Hi. I did a very fast test in the example scene with Adressables and i seemed to work on a build.
However. This need some further testing.
As an Use Case example here some dots why Adressables are important
We have large data
so car interior is up to 4GB
car exteriror is up to 3GB
car tracks are up to 20GB and splitted through multi scene and Adressables.
Everything is loaded/unloaded per Adressables and the Build is now very confortable (4GB limit)
Now we could use even larger scan textures for cars and tracks who were on hold for 1.5 yrs.
Combined custom Lightmaps up to 64k.
Scanned Track and Car Textures up to 16K for primary scene views.
So a working and solid Addressable compatibility would be very important.
Also the custom Lightmaps are always in the process of improvement. Even after project end.
When there is free GPU/CPU time they will be auto improved up to FullGI GroundTruth for different lighting situations.
So they are marked as Adressable and often renewed.
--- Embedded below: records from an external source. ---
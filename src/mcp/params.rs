//! MCP tool parameter types.
//!
//! Defines the input schemas for MCP tools using `schemars` for automatic
//! JSON Schema generation required by the MCP protocol.

use schemars::JsonSchema;
use serde::{Deserialize, Serialize};

use crate::core::SourceKind;

/// Parameters for the `chat` MCP tool.
#[derive(Debug, Clone, Serialize, Deserialize, JsonSchema)]
pub struct ChatParams {
    /// The customer's message.
    pub message: String,

    /// Session to continue. A new session is started when absent.
    #[serde(default, skip_serializing_if = "Option::is_none")]
    pub session_id: Option<String>,
}

/// Parameters for the `search_knowledge` MCP tool.
#[derive(Debug, Clone, Serialize, Deserialize, JsonSchema)]
pub struct SearchKnowledgeParams {
    /// Text to search for.
    pub query: String,

    /// Maximum number of documents to return (default 5).
    #[serde(default, skip_serializing_if = "Option::is_none")]
    pub n_results: Option<usize>,

    /// Restrict results to products or FAQs.
    #[serde(default, skip_serializing_if = "Option::is_none")]
    pub document_type: Option<SourceKind>,

    /// Restrict results to one category (exact match).
    #[serde(default, skip_serializing_if = "Option::is_none")]
    pub category: Option<String>,
}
I also tried this briefly on DX12 and DXR. Some of the raytracing effects seem to work with VT, some throw errors and for example raytraced reflections just render pitch black.
I just imported the packages in our project on 2020.1b2, virtual texturing is activated in the package manager, but a console info says it’s disabled and I neither get the option in the player settings nor in the pipeline asset.
I already tried disabling and reenabling the package. (the sample works in 2020.1b2 by the way)
Does someone have an idea what could have gone wrong?